Patch Fixes for the Logotron and Bitdash Crawler

September 16th, 2021

Two quick patches to fix two small bugs, one for the logotron and one for the bitdash crawler. The logotron patch fixes a css bug in the classic theme where multiple selected loglines would have their highlight rendered incorrectly. The crawler patch fixes the name of the unique index on the host field and drops the explicit creation of this index in the schema as it is created automatically for the unique-constrained field.

Patches and Signatures

Crawler

bitdash_crawler_fix_idx_name.vpatch
bitdash_crawler_fix_idx_name.vpatch.billymg.sig

Logotron

fix_multiln_hlite.kv.vpatch
fix_multiln_hlite.kv.vpatch.billymg.sig

The complete V-Trees for the logotron and crawler have also been updated to include these patches.

Bitdash Crawler: A Watchglass-Based Bitcoin Network Crawler

August 10th, 2021

Introducing the Bitdash Crawler, a simple Bitcoin network crawler that leverages Watchglass to interface with the Bitcoin network protocol. I decided to write this tool because other Bitcoin network monitoring tools no longer publish results for TRB, which used to be the only reason I bothered checking those sites in the first place. What I am publishing here is the source for the crawler, which continuously scans the Bitcoin network by recursively sending version and getaddr messages. The results are then stored in a Postgres database. You can browse the results at bitdash.io/nodes or you can download and run this program yourself to create your own copy of the network map.

Crawler Design

A main thread starts up three worker threads and a "heartbeat" thread which logs program state at a set interval (useful for monitoring/debugging).

fill_probe_queue
  • Responsible for refilling the probe_queue whenever it is completely emptied.
  • Fills the queue from the list of known nodes in the DB. If the DB is empty (e.g. on the first run or if manually cleared) it will read from the list of seed nodes in nodes.txt.
probe_nodes
  • Takes jobs (nodes to be probed) from the probe_queue and spins up a probe_node thread for each one (up to the limit set in the config via max_sockets).
  • The probe_node child thread attempts to open a socket connection with the host and send a version message. If successful it then sends a getaddr message to ask for a list of connected peers.
  • When the requests either succeed, fail, or timeout the results are then added to the result_queue. Spam nodes are not added to the result_queue.
insert_results
  • Takes jobs (results to be inserted into the db) from the result_queue and calls the method for inserting them into the database
  • Also processes any peers included in the result and adds those that do not exist in the DB to the probe_queue

That's it. No kubernetes cloud vps botnet swarms or whatever the cool kids are doing these days—and it completely ignores IPv6 and "Tor" address spaces. It's just a single Python 2.7 script that'll run fine on a low power ARM processor with 2GB of RAM. On my modest Rockchip with max_sockets set to 800 it completes a full scan (including ~half a million spam peers—I have not implemented blacklisting yet) in around 90 minutes (between 80 and 130 depending on number of spam peers unearthed in a pass). And this is the same server that is also hosting the www as well as the Bitdash logs mirror.

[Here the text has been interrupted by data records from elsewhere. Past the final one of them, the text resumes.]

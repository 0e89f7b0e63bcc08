//! Task wire types in the host's task schema.
//!
//! These types serialize to the shape an editor-like host expects for
//! task descriptions: `camelCase` fields, a `definition` object carrying
//! the task type plus arbitrary extra keys, and a shell-execution
//! payload. They have no lifecycle beyond a single provide/execute round
//! trip; the host owns scheduling, terminals, and output parsing.
//!
//! The fixed identifiers of the POV-Ray integration live here too:
//! the task type, the render task name and source, the problem matcher
//! name (opaque to this layer), and the externally invocable command id.

use serde::{Deserialize, Serialize};
use serde_json::{Map, Value};
use std::fmt;

/// Task type registered with the host's task subsystem.
pub const POVRAY_TASK_TYPE: &str = "povray";

/// Name of the render build task.
pub const RENDER_TASK_NAME: &str = "Render Scene";

/// Source label shown by the host next to the task name.
pub const TASK_SOURCE: &str = "POV-Ray";

/// Problem matcher the host applies to the renderer's output.
///
/// The matcher definition itself lives in the host's manifest; this
/// layer only names it.
pub const POVRAY_PROBLEM_MATCHER: &str = "$povray";

/// Externally invocable command id that triggers the render task.
pub const RENDER_COMMAND_ID: &str = "povray.render";

/// Identifies a task to the host's task subsystem.
///
/// # Examples
///
/// ```
/// use povray_tasks::types::task::TaskDefinition;
///
/// let definition = TaskDefinition::povray();
/// let json = serde_json::to_value(&definition).unwrap();
/// assert_eq!(json["type"], "povray");
/// ```
#[derive(Debug, Clone, PartialEq, Eq, Serialize, Deserialize)]
pub struct TaskDefinition {
    /// The task type, matched against registered providers.
    #[serde(rename = "type")]
    pub task_type: String,

    /// Host-defined extra keys; carried opaquely.
    #[serde(flatten)]
    pub extra: Map<String, Value>,
}

impl TaskDefinition {
    /// Creates a definition for the given task type.
    pub fn new(task_type: impl Into<String>) -> Self {
        Self {
            task_type: task_type.into(),
            extra: Map::new(),
        }
    }

    /// Creates the definition for POV-Ray render tasks.
    pub fn povray() -> Self {
        Self::new(POVRAY_TASK_TYPE)
    }
}

/// The host's task groups.
///
/// Only [`TaskGroup::Build`] is produced by this crate; the other groups
/// exist so lookups can express "build group only" against tasks from
/// any provider.
#[derive(Debug, Clone, Copy, PartialEq, Eq, Hash, Serialize, Deserialize)]
#[serde(rename_all = "snake_case")]
pub enum TaskGroup {
    /// Build tasks (compile, render, package).
    Build,
    /// Cleanup tasks.
    Clean,
    /// Clean-then-build tasks.
    Rebuild,
    /// Test tasks.
    Test,
}

impl fmt::Display for TaskGroup {
    fn fmt(&self, f: &mut fmt::Formatter<'_>) -> fmt::Result {
        match self {
            Self::Build => write!(f, "build"),
            Self::Clean => write!(f, "clean"),
            Self::Rebuild => write!(f, "rebuild"),
            Self::Test => write!(f, "test"),
        }
    }
}

/// A command line the host runs through the platform shell.
#[derive(Debug, Clone, PartialEq, Eq, Serialize, Deserialize)]
#[serde(rename_all = "camelCase")]
pub struct ShellExecution {
    /// The full command line, including host variables such as
    /// `${fileBasename}` that the executing host expands.
    pub command_line: String,
}

impl ShellExecution {
    /// Creates a shell execution for the given command line.
    pub fn new(command_line: impl Into<String>) -> Self {
        Self {
            command_line: command_line.into(),
        }
    }
}

/// How the host presents the running task's terminal.
#[derive(Debug, Clone, Copy, PartialEq, Eq, Serialize, Deserialize)]
#[serde(rename_all = "camelCase", default)]
pub struct PresentationOptions {
    /// Clear the terminal before each run.
    pub clear: bool,

    /// Show the host's "terminal will be reused" hint.
    pub show_reuse_message: bool,
}

impl Default for PresentationOptions {
    fn default() -> Self {
        Self {
            clear: false,
            show_reuse_message: true,
        }
    }
}

/// How the host re-runs the task.
#[derive(Debug, Clone, Copy, PartialEq, Eq, Serialize, Deserialize)]
#[serde(rename_all = "camelCase", default)]
pub struct RunOptions {
    /// Re-query the provider (and thus re-read settings and the active
    /// file) on every rerun instead of replaying the cached command.
    pub reevaluate_on_rerun: bool,
}

impl Default for RunOptions {
    fn default() -> Self {
        Self {
            reevaluate_on_rerun: false,
        }
    }
}

/// A buildable, re-runnable task description.
///
/// # Examples
///
/// ```
/// use povray_tasks::types::task::{
///     ShellExecution, Task, TaskDefinition, TaskGroup, RENDER_TASK_NAME,
/// };
///
/// let task = Task::new(
///     TaskDefinition::povray(),
///     RENDER_TASK_NAME,
///     "POV-Ray",
///     ShellExecution::new("povray ${fileBasename} -D"),
/// )
/// .with_group(TaskGroup::Build);
///
/// assert!(task.matches(RENDER_TASK_NAME, TaskGroup::Build));
/// assert!(!task.matches(RENDER_TASK_NAME, TaskGroup::Test));
/// ```
#[derive(Debug, Clone, PartialEq, Serialize, Deserialize)]
#[serde(rename_all = "camelCase")]
pub struct Task {
    /// The definition matched against providers.
    pub definition: TaskDefinition,

    /// Task name shown by the host and matched by command lookup.
    pub name: String,

    /// Source label, e.g. `POV-Ray`.
    pub source: String,

    /// Task group, if the task belongs to one.
    #[serde(skip_serializing_if = "Option::is_none")]
    pub group: Option<TaskGroup>,

    /// The shell command the host runs.
    pub execution: ShellExecution,

    /// Names of problem matchers the host applies to the output.
    #[serde(default, skip_serializing_if = "Vec::is_empty")]
    pub problem_matchers: Vec<String>,

    /// Terminal presentation options.
    #[serde(default)]
    pub presentation: PresentationOptions,

    /// Re-run behavior.
    #[serde(default)]
    pub run_options: RunOptions,
}

impl Task {
    /// Creates a task with no group, no matchers, and default options.
    pub fn new(
        definition: TaskDefinition,
        name: impl Into<String>,
        source: impl Into<String>,
        execution: ShellExecution,
    ) -> Self {
        Self {
            definition,
            name: name.into(),
            source: source.into(),
            group: None,
            execution,
            problem_matchers: Vec::new(),
            presentation: PresentationOptions::default(),
            run_options: RunOptions::default(),
        }
    }

    /// Sets the task group.
    pub fn with_group(mut self, group: TaskGroup) -> Self {
        self.group = Some(group);
        self
    }

    /// Adds a problem matcher by name.
    pub fn with_problem_matcher(mut self, matcher: impl Into<String>) -> Self {
        self.problem_matchers.push(matcher.into());
        self
    }

    /// Sets the presentation options.
    pub fn with_presentation(mut self, presentation: PresentationOptions) -> Self {
        self.presentation = presentation;
        self
    }

    /// Sets the run options.
    pub fn with_run_options(mut self, run_options: RunOptions) -> Self {
        self.run_options = run_options;
        self
    }

    /// Returns `true` when the task carries the given name and group.
    ///
    /// This is the fixed predicate command lookup filters with.
    pub fn matches(&self, name: &str, group: TaskGroup) -> bool {
        self.name == name && self.group == Some(group)
    }
}

#[cfg(test)]
mod tests {
    use super::*;
    use pretty_assertions::assert_eq;

    fn render_task() -> Task {
        Task::new(
            TaskDefinition::povray(),
            RENDER_TASK_NAME,
            TASK_SOURCE,
            ShellExecution::new("povray ${fileBasename} -D"),
        )
        .with_group(TaskGroup::Build)
        .with_problem_matcher(POVRAY_PROBLEM_MATCHER)
    }

    #[test]
    fn definition_serializes_type_key() {
        let json = serde_json::to_value(TaskDefinition::povray()).unwrap();
        assert_eq!(json["type"], "povray");
    }

    #[test]
    fn definition_preserves_extra_keys() {
        let parsed: TaskDefinition = serde_json::from_str(
            r#"{"type": "povray", "label": "custom", "priority": 3}"#,
        )
        .unwrap();
        assert_eq!(parsed.task_type, "povray");
        assert_eq!(parsed.extra["label"], "custom");
        assert_eq!(parsed.extra["priority"], 3);

        let back = serde_json::to_value(&parsed).unwrap();
        assert_eq!(back["label"], "custom");
    }

    #[test]
    fn task_serializes_camel_case() {
        let json = serde_json::to_value(render_task()).unwrap();
        assert_eq!(json["definition"]["type"], "povray");
        assert_eq!(json["name"], "Render Scene");
        assert_eq!(json["source"], "POV-Ray");
        assert_eq!(json["group"], "build");
        assert_eq!(
            json["execution"]["commandLine"],
            "povray ${fileBasename} -D"
        );
        assert_eq!(json["problemMatchers"][0], "$povray");
        assert!(json["presentation"]["showReuseMessage"].is_boolean());
        assert!(json["runOptions"]["reevaluateOnRerun"].is_boolean());
    }

    #[test]
    fn group_omitted_when_none() {
        let task = Task::new(
            TaskDefinition::povray(),
            "ad-hoc",
            TASK_SOURCE,
            ShellExecution::new("povray scene.pov"),
        );
        let json = serde_json::to_value(task).unwrap();
        assert!(json.get("group").is_none());
    }

    #[test]
    fn matches_requires_name_and_group() {
        let task = render_task();
        assert!(task.matches(RENDER_TASK_NAME, TaskGroup::Build));
        assert!(!task.matches(RENDER_TASK_NAME, TaskGroup::Clean));
        assert!(!task.matches("Other", TaskGroup::Build));

        let ungrouped = Task::new(
            TaskDefinition::povray(),
            RENDER_TASK_NAME,
            TASK_SOURCE,
            ShellExecution::new("povray scene.pov"),
        );
        assert!(!ungrouped.matches(RENDER_TASK_NAME, TaskGroup::Build));
    }

    #[test]
    fn task_round_trip_deserialization() {
        let task = render_task();
        let json = serde_json::to_string(&task).unwrap();
        let back: Task = serde_json::from_str(&json).unwrap();
        assert_eq!(task, back);
    }

    #[test]
    fn group_display_matches_serde() {
        for group in [
            TaskGroup::Build,
            TaskGroup::Clean,
            TaskGroup::Rebuild,
            TaskGroup::Test,
        ] {
            let json = serde_json::to_value(group).unwrap();
            assert_eq!(json, group.to_string());
        }
    }
}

A Note About the 'max_sockets' Throttle

I currently have mine set to 800, this is with ~19k already discovered nodes (any node which has at least once responded with a version message) in the database. It should probably be set to a lower number on the first run (maybe start with 50) and monitor to make sure you aren't DDoS'ing the nodes in the nodes.txt seed list. Recall that a "pass" won't finish until all of the initial nodes and recursively added peers have been scanned once, so if the seed nodes provide good peer lists you may end up with a good chunk of the network after the first pass. If you're getting lots of peers and it feels like it'll take forever to complete the first pass, you can kill the crawler, up the max_sockets, and restart the script.

Watchglass as a Library

As mentioned, I did not write the pieces that handle the actual Bitcoin protocol communication, for that I used asciilifeform's Watchglass. However, Watchglass in its current form includes an IRC bot and is set up to be run as its own script. For my purposes I wanted only the Bitcoin protocol portion without the IRC bot. Asciilifeform pointed me to wedger.py which is pretty close but it also contains a bombard_node method and is set up to be configured via constants in the file.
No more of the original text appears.